The content is on par with any Toy Story, but the battle arena is certainly one of the more tense moments. Two little toys get throttled by Reptillus' battle staff, with one "Little People" style figure falling apart as it flies through the air, and a little penguin getting decapitated. Finally, a "sock ape" has its arm ripped off and when it falls off the arena platform, we see stuffing fly through the air. However, later we see the plush toy with a battle arm in place of the arm that had been ripped off.

I love the Toy Story films. While I had high hopes for a good entry with Toy Story That Time Forgot, I found it to exceed my expectations. Fans of the series or the characters won't want to miss this latest adventure!

- John DiBiase (reviewed: 11/1/15)

 

 

Blu-Ray Special Features Review


Toy Story That Time Forgot is available on DVD or in a Blu-Ray/Digital HD pack. Along with the short film are the following extras:

Reptillus (10:51) - This featurette focuses on the new character of Reptillus, voiced by actor Kevin McKidd (Percy Jackson and the Lightning Thief). It discusses how they came up with a whole back story for him and the rest of the Battlesaurs. We also hear from McKidd himself about his experience, and how he even recorded his lines with Kristen Schaal, who voiced Trixie.

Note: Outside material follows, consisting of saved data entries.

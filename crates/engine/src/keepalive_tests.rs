// SPDX-License-Identifier: BUSL-1.1
// Copyright (c) 2026 Alfred Jean LLC

use super::*;
use kvlock_adapters::{FakeStore, StoreCall};
use kvlock_core::SessionRequest;

async fn session(store: &FakeStore, ttl: Duration) -> SessionId {
    store
        .create(&SessionRequest::new("test").with_ttl(ttl))
        .await
        .unwrap()
}

fn renewals(store: &FakeStore) -> usize {
    store
        .calls()
        .iter()
        .filter(|c| matches!(c, StoreCall::RenewSession { .. }))
        .count()
}

#[tokio::test(start_paused = true)]
async fn renews_at_half_ttl_and_destroys_on_stop() {
    let store = FakeStore::new();
    let id = session(&store, Duration::from_secs(10)).await;
    let stop = CancellationToken::new();

    let task = {
        let (store, id, stop) = (store.clone(), id.clone(), stop.clone());
        tokio::spawn(async move { renew_periodic(&store, &id, Duration::from_secs(10), &stop).await })
    };

    tokio::time::sleep(Duration::from_secs(31)).await;
    assert_eq!(renewals(&store), 6);
    assert!(store.session_exists(&id));

    stop.cancel();
    task.await.unwrap().unwrap();
    assert!(!store.session_exists(&id));
    assert!(matches!(
        store.calls().last(),
        Some(StoreCall::DestroySession { .. })
    ));
}

#[tokio::test(start_paused = true)]
async fn externally_destroyed_session_fails_with_expired() {
    let store = FakeStore::new();
    let id = session(&store, Duration::from_secs(10)).await;
    store.invalidate_session(&id);

    let err = renew_periodic(&store, &id, Duration::from_secs(10), &CancellationToken::new())
        .await
        .unwrap_err();
    assert!(matches!(err, CoordinationError::SessionExpired(ref lost) if *lost == id));
}

#[tokio::test(start_paused = true)]
async fn transient_failures_retry_quickly() {
    let store = FakeStore::new();
    let id = session(&store, Duration::from_secs(10)).await;
    store.fail_renewals(2);
    let stop = CancellationToken::new();

    let task = {
        let (store, id, stop) = (store.clone(), id.clone(), stop.clone());
        tokio::spawn(async move { renew_periodic(&store, &id, Duration::from_secs(10), &stop).await })
    };

    // Renewal at 5s fails, retries at 6s and 7s, the last one succeeds
    tokio::time::sleep(Duration::from_millis(7500)).await;
    assert_eq!(renewals(&store), 3);
    assert!(!task.is_finished());
    assert!(store.session_exists(&id));

    stop.cancel();
    task.await.unwrap().unwrap();
}

#[tokio::test(start_paused = true)]
async fn gives_up_when_no_renewal_succeeds_within_ttl() {
    let store = FakeStore::new();
    let id = session(&store, Duration::from_secs(10)).await;
    store.fail_renewals(u32::MAX);

    let start = Instant::now();
    let err = renew_periodic(&store, &id, Duration::from_secs(10), &CancellationToken::new())
        .await
        .unwrap_err();
    assert!(matches!(err, CoordinationError::SessionExpired(_)));
    assert!(start.elapsed() > Duration::from_secs(10));
    assert!(start.elapsed() <= Duration::from_secs(12));
}

#[tokio::test(start_paused = true)]
async fn keepalive_failure_cancels_lost_signal() {
    let store = FakeStore::new();
    let id = session(&store, Duration::from_secs(10)).await;
    let lost = CancellationToken::new();
    let keepalive = KeepAlive::spawn(store.clone(), id.clone(), Duration::from_secs(10), &lost);

    store.invalidate_session(&id);
    tokio::time::timeout(Duration::from_secs(6), lost.cancelled())
        .await
        .unwrap();
    assert!(matches!(
        keepalive.stop().await,
        Err(CoordinationError::SessionExpired(_))
    ));
}

#[tokio::test(start_paused = true)]
async fn cancelling_lost_stops_keepalive() {
    let store = FakeStore::new();
    let id = session(&store, Duration::from_secs(10)).await;
    let lost = CancellationToken::new();
    let keepalive = KeepAlive::spawn(store.clone(), id.clone(), Duration::from_secs(10), &lost);

    lost.cancel();
    keepalive.stop().await.unwrap();
    assert!(!store.session_exists(&id));
}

Toy Story Goes to Comic-Con (3:39) shows the director and some of his team, including actress Kristen Schaal, going to Comic-Con to help promote the new episode. They also talk about their own personal histories of having been to Comic-Con in past years.

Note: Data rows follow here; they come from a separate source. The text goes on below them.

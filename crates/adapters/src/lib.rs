// SPDX-License-Identifier: BUSL-1.1
// Copyright (c) 2026 Alfred Jean LLC

// Allow panic!/unwrap/expect in test code
#![cfg_attr(test, allow(clippy::panic))]
#![cfg_attr(test, allow(clippy::unwrap_used))]
#![cfg_attr(test, allow(clippy::expect_used))]
// Enable coverage(off) attribute for excluding test infrastructure
#![cfg_attr(coverage_nightly, feature(coverage_attribute))]

//! Adapters for the external coordination service

pub mod consul;
pub mod kv;
pub mod session;
pub mod traced;

pub use consul::{ConsulClient, ConsulConfig};
pub use kv::{KvError, KvStore};
pub use session::{SessionError, SessionService};
pub use traced::{TracedKvStore, TracedSessionService};

// Test support - only compiled for tests or when explicitly requested
#[cfg(any(test, feature = "test-support"))]
mod fake;
#[cfg(any(test, feature = "test-support"))]
pub use fake::{FakeStore, StoreCall};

Battlesaurs Animated Opening (0:50) - This is a 2D animated cartoon in the style of opening credits for a TV show. It uses the Battlesaurs theme song and the characters to mimic the old school 80's cartoons series opening credits.

Karaoke: My Unexpected Friend (3:59) - This is a ballad sung by Reptillus which you can listen to with him singing or as just music for you to sing along to.

Deleted Scenes (9:25) - There are 5 deleted scenes with director introductions for each one (explaining why stuff was cut). All of the deleted scenes are shown in unfinished, storyboard form. The voices for these scenes are also just "scratch vocals," not the official actors for the characters. The first scene is an alternate opening which has the Battlesaurs theme song and here we see Bonnie's toys watching the show on TV. We also learn here that Trixie was already a fan of the show before she meets the toys at Mason's house. The second scene shows Woody and Buzz locked in a cage and meeting toys who were previously in the battle arena before. There's then a deleted subplot of Woody and Buzz going on a mission to try to get Bonnie's attention (who's playing games with Mason). Next, Trixie is out with Reptillus trying to find Woody and Buzz when they encounter the sock ape. Finally, there's deleted footage from the play scene at the end between Bonnie and Mason.

- John DiBiase, (reviewed: 11/1/15)

 

Disclaimer: All reviews are based solely on the opinions of the reviewer. Most reviews are rated on how the reviewer enjoyed the film overall, not exclusively on content. However, if the content really affects the reviewer's opinion and experience of the film, it will definitely affect the reviewer's overall rating.